Il trend, secondo il Rapporto, continua ad essere in costante ascesa, infatti nel 2016 gli espatriati sono risultati essere 124.076, un numero in aumento del 15,4% rispetto al 2015.

Del complessivo 39% di coloro che hanno lasciato il nostro paese nel 2016, la maggioranza risultano essere giovani di età compresa tra i 18 ed i 34 anni (+23,3%). Non trascurabile il dato che vede coinvolti anche quei soggetti, non più tanto giovani, etichettati come “disoccupati senza speranza“, di età compresa tra i 50 ed i 64 anni.

Insomma un quadro che, dal 2006, evidenzia come la mobilità italiana sia aumentata del 60,1%.




Eppure il nostro è da sempre considerato il “Bel Paese”, una terra ricca di cultura, da quella monumentale a quella paesaggistica e gastronomica, per non parlare del buon vino e della buona gente! E non dimentichiamo il clima, così mite!

Ma, come tutti sappiano, il clima, non solo quello relazionato alla meteorologia, se considerato in senso lato, denota, grazie a tutta una serie di comportamenti, i tratti sociali distintivi di un gruppo più o meno allargato.

Nel caso del nostro paese, ci si incontra con un’amalgama di atteggiamenti estremamente variegati, non sempre tutti condivisibili. Comportamenti che, con il tempo, radicandosi, si sono trasformati in veri e propri costumi sociali. L’inevitabile conseguenza ha una sola parola: disordine.

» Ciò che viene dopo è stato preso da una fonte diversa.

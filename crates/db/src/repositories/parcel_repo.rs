//! Repository for the `parcels` table.

use sqlx::PgPool;
use veranda_core::types::DbId;

use crate::models::parcel::{CreateParcel, Parcel};

/// Column list for `parcels` queries.
const COLUMNS: &str = "id, project_id, unit_id, carrier, tracking_number, description, \
     received_at, collected_at, collected_by_name, status, logged_by, created_at";

/// Provides CRUD operations for parcels.
pub struct ParcelRepo;

impl ParcelRepo {
    /// Log a parcel received at the gate, returning the created row.
    pub async fn create(
        pool: &PgPool,
        project_id: DbId,
        logged_by: DbId,
        input: &CreateParcel,
    ) -> Result<Parcel, sqlx::Error> {
        let query = format!(
            "INSERT INTO parcels (project_id, unit_id, carrier, tracking_number, description, logged_by)
             VALUES ($1, $2, $3, $4, $5, $6)
             RETURNING {COLUMNS}"
        );
        sqlx::query_as::<_, Parcel>(&query)
            .bind(project_id)
            .bind(input.unit_id)
            .bind(&input.carrier)
            .bind(&input.tracking_number)
            .bind(&input.description)
            .bind(logged_by)
            .fetch_one(pool)
            .await
    }

    /// Find a parcel by id.
    pub async fn find_by_id(pool: &PgPool, id: DbId) -> Result<Option<Parcel>, sqlx::Error> {
        let query = format!("SELECT {COLUMNS} FROM parcels WHERE id = $1");
        sqlx::query_as::<_, Parcel>(&query)
            .bind(id)
            .fetch_optional(pool)
            .await
    }

    /// List a project's parcels with an optional status filter, newest first.
    pub async fn list_by_project(
        pool: &PgPool,
        project_id: DbId,
        status: Option<&str>,
        limit: i64,
        offset: i64,
    ) -> Result<Vec<Parcel>, sqlx::Error> {
        let query = format!(
            "SELECT {COLUMNS} FROM parcels \
             WHERE project_id = $1 AND ($2::text IS NULL OR status = $2) \
             ORDER BY received_at DESC \
             LIMIT $3 OFFSET $4"
        );
        sqlx::query_as::<_, Parcel>(&query)
            .bind(project_id)
            .bind(status)
            .bind(limit)
            .bind(offset)
            .fetch_all(pool)
            .await
    }

    /// List a unit's parcels, newest first.
    pub async fn list_by_unit(pool: &PgPool, unit_id: DbId) -> Result<Vec<Parcel>, sqlx::Error> {
        let query =
            format!("SELECT {COLUMNS} FROM parcels WHERE unit_id = $1 ORDER BY received_at DESC");
        sqlx::query_as::<_, Parcel>(&query)
            .bind(unit_id)
            .fetch_all(pool)
            .await
    }

    /// Mark an awaiting parcel collected.
    ///
    /// Returns `None` if the parcel does not exist or was already collected.
    pub async fn mark_collected(
        pool: &PgPool,
        id: DbId,
        collected_by_name: Option<&str>,
    ) -> Result<Option<Parcel>, sqlx::Error> {
        let query = format!(
            "UPDATE parcels SET status = 'collected', collected_at = NOW(), collected_by_name = $2
             WHERE id = $1 AND status = 'awaiting_collection'
             RETURNING {COLUMNS}"
        );
        sqlx::query_as::<_, Parcel>(&query)
            .bind(id)
            .bind(collected_by_name)
            .fetch_optional(pool)
            .await
    }
}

Il territorio italiano evidenzia dunque una straordinaria diversità sociale da cui sono scaturite inevitabili diseguaglianze. L’esasperarsi di tali comportamenti e la mancanza di una buona gestione, attraverso un processo educativo e di ferrea applicazione delle norme, invece di attenuarne le molteplici stratificazioni, ha finito con l’acuire quelle esistenti e col crearne di nuove.

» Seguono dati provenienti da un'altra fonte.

//! Database access layer: pool construction, embedded migrations, models,
//! and repositories.

pub mod models;
pub mod repositories;

use std::time::Duration;

use sqlx::postgres::PgPoolOptions;
use sqlx::PgPool;

/// Alias so downstream crates do not depend on sqlx directly for the pool type.
pub type DbPool = PgPool;

/// Maximum connections held by the pool.
const MAX_CONNECTIONS: u32 = 10;

/// How long to wait for a connection before failing a request.
const ACQUIRE_TIMEOUT: Duration = Duration::from_secs(5);

/// Create a Postgres connection pool for the given database URL.
pub async fn create_pool(database_url: &str) -> Result<DbPool, sqlx::Error> {
    PgPoolOptions::new()
        .max_connections(MAX_CONNECTIONS)
        .acquire_timeout(ACQUIRE_TIMEOUT)
        .connect(database_url)
        .await
}

/// Verify the database is reachable with a trivial round-trip query.
pub async fn health_check(pool: &DbPool) -> Result<(), sqlx::Error> {
    sqlx::query_scalar::<_, i32>("SELECT 1").fetch_one(pool).await?;
    Ok(())
}

/// Apply any pending migrations from `db/migrations`.
pub async fn run_migrations(pool: &DbPool) -> Result<(), sqlx::migrate::MigrateError> {
    sqlx::migrate!("../../db/migrations").run(pool).await
}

Gli italiani amano il proprio paese, lo difendono a spada tratta e spesso ne esaltano le bellezze ma alla fine lo abbandonano, per disperazione.

La contraddizione che sembra emergerne è sotto gli occhi di tutti e ci accompagna ormai da anni, da quando la famosa “crisi economica”, risultato di equilibri globali instabili ci ha travolto. Non solo però, infatti la gestione inefficiente operata dalla nostra stessa “classe politica dirigente”, troppo spesso corrotta ed interessata agli interessi individuali, ha contribuito a costruire un quadro sempre più inefficiente. E non dimentichiamo gli atteggiamenti sociali di noi stessi italiani, spesso furbeschi. Tutto ciò, con il tempo, ha leso il nostro tessuto sociale, rendendolo debole e provocando ingiustizie, differenze, disoccupazione ed alla fine frustrazione.

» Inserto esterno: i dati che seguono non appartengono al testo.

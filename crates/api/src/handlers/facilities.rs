//! Handlers for the `/facilities` resource.
//!
//! Facilities are the bookable (or not) shared amenities of a project.
//! Admins manage the catalogue; any authenticated user may browse it.

use axum::extract::{Path, Query, State};
use axum::http::StatusCode;
use axum::Json;
use serde::Deserialize;
use veranda_core::audit::{
    ACTION_FACILITY_CREATE, ACTION_FACILITY_DELETE, ACTION_FACILITY_UPDATE,
};
use veranda_core::error::CoreError;
use veranda_core::types::DbId;
use veranda_db::models::facility::{CreateFacility, Facility, UpdateFacility};
use veranda_db::repositories::FacilityRepo;

use crate::audit;
use crate::error::{AppError, AppResult};
use crate::middleware::auth::AuthUser;
use crate::middleware::rbac::{RequireAdmin, RequireAuth};
use crate::query::ProjectScopeParams;
use crate::response::ApiResponse;
use crate::state::AppState;

#[derive(Debug, Deserialize)]
pub struct FacilityListParams {
    pub project_id: Option<DbId>,
    #[serde(default)]
    pub bookable_only: bool,
}

/// POST /api/v1/facilities
pub async fn create(
    State(state): State<AppState>,
    RequireAdmin(admin): RequireAdmin,
    Query(scope): Query<ProjectScopeParams>,
    Json(input): Json<CreateFacility>,
) -> AppResult<(StatusCode, Json<ApiResponse<Facility>>)> {
    let project_id = admin.project_scope(scope.project_id)?;
    if input.name.trim().is_empty() {
        return Err(AppError::Core(CoreError::Validation(
            "Facility name is required".into(),
        )));
    }

    let facility = FacilityRepo::create(&state.pool, project_id, &input).await?;
    audit::record(
        &state.pool,
        &admin,
        ACTION_FACILITY_CREATE,
        "facility",
        Some(facility.id),
        None,
    )
    .await;
    Ok((StatusCode::CREATED, Json(ApiResponse::new(facility))))
}

/// GET /api/v1/facilities
pub async fn list(
    State(state): State<AppState>,
    RequireAuth(user): RequireAuth,
    Query(params): Query<FacilityListParams>,
) -> AppResult<Json<ApiResponse<Vec<Facility>>>> {
    let project_id = user.project_scope(params.project_id)?;
    let facilities =
        FacilityRepo::list_by_project(&state.pool, project_id, params.bookable_only).await?;
    Ok(Json(ApiResponse::new(facilities)))
}

/// GET /api/v1/facilities/{id}
pub async fn get_by_id(
    State(state): State<AppState>,
    RequireAuth(user): RequireAuth,
    Path(id): Path<DbId>,
) -> AppResult<Json<ApiResponse<Facility>>> {
    let facility = find_scoped_facility(&state, &user, id).await?;
    Ok(Json(ApiResponse::new(facility)))
}

/// PATCH /api/v1/facilities/{id}
pub async fn update(
    State(state): State<AppState>,
    RequireAdmin(admin): RequireAdmin,
    Path(id): Path<DbId>,
    Json(input): Json<UpdateFacility>,
) -> AppResult<Json<ApiResponse<Facility>>> {
    find_scoped_facility(&state, &admin, id).await?;

    let facility = FacilityRepo::update(&state.pool, id, &input)
        .await?
        .ok_or(AppError::Core(CoreError::NotFound {
            entity: "Facility",
            id,
        }))?;
    audit::record(
        &state.pool,
        &admin,
        ACTION_FACILITY_UPDATE,
        "facility",
        Some(id),
        None,
    )
    .await;
    Ok(Json(ApiResponse::new(facility)))
}

/// DELETE /api/v1/facilities/{id}
pub async fn delete(
    State(state): State<AppState>,
    RequireAdmin(admin): RequireAdmin,
    Path(id): Path<DbId>,
) -> AppResult<StatusCode> {
    find_scoped_facility(&state, &admin, id).await?;

    if !FacilityRepo::soft_delete(&state.pool, id).await? {
        return Err(AppError::Core(CoreError::NotFound {
            entity: "Facility",
            id,
        }));
    }
    audit::record(
        &state.pool,
        &admin,
        ACTION_FACILITY_DELETE,
        "facility",
        Some(id),
        None,
    )
    .await;
    Ok(StatusCode::NO_CONTENT)
}

pub(crate) async fn find_scoped_facility(
    state: &AppState,
    user: &AuthUser,
    id: DbId,
) -> AppResult<Facility> {
    let facility = FacilityRepo::find_by_id(&state.pool, id).await?.ok_or(
        AppError::Core(CoreError::NotFound {
            entity: "Facility",
            id,
        }),
    )?;
    user.check_project(facility.project_id)?;
    Ok(facility)
}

Poco lungimiranza o egoismo? L’una o l’altra cosa hanno determinato, e continuano a farlo, un impatto negativo enorme sulle generazioni future.

Detto ciò è difficile pensare di restare qui. E’ complicato chiedere ai giovani, parte di un mondo ormai globalizzato, di sacrificarsi e lottare contro il disordine quotidiano sul quale si fonda il nostro paese.

Non è solo un tema di valori né si vuol mettere in discussione l’amore per l’Italia , ma è inevitabile il confronto con altre realtà, meglio strutturate ed organizzate nonchè pronte ad accogliere, con uno stile di vita più comodo, chi è pronto ad offrire la propria manodopera, sia essa intellettuale che manuale.




Sacrificio, non è la parola d’ordine delle nuove generazioni, e neppure di quelle non più così giovani e pronte a ricominciare. Per cui, di fronte alla speranza di nuove opportunità, si è pronti a fare le veligie ed a lasciare il nostro “Bel Paese”.

E così l’Europa registra il maggior numero di emigranti italiani, in particolare la Gran Bretagna, seguita dalla Germania, dalla Svizzera e dalla Francia. E non manca chi si sposta oltre oceano dove i paesi che registrano il maggior numero di nuovi arrivi nostrani sono Stati Uniti e Brasile.

Se poi si pensa che ad abbandonare l’Italia siani soprattutto i meridionali ci si sbaglia perchè la Lombardia è risultata essere la prima regione con quasi 23 mila partenze, seguita dal Veneto con 11.611, dalla Sicilia con 11.501, dal Lazio con 11.114 e dal Piemonte con 9.022..




Una regione in controtendenza però c’è e ci fa ben sperare, anche rispetto alla tanto discussa “fuga di cervelli”, ed è il Friuli Venezia Giulia che, nell’ultimo anno, ha visto partire 300 persone in meno (-7,3%).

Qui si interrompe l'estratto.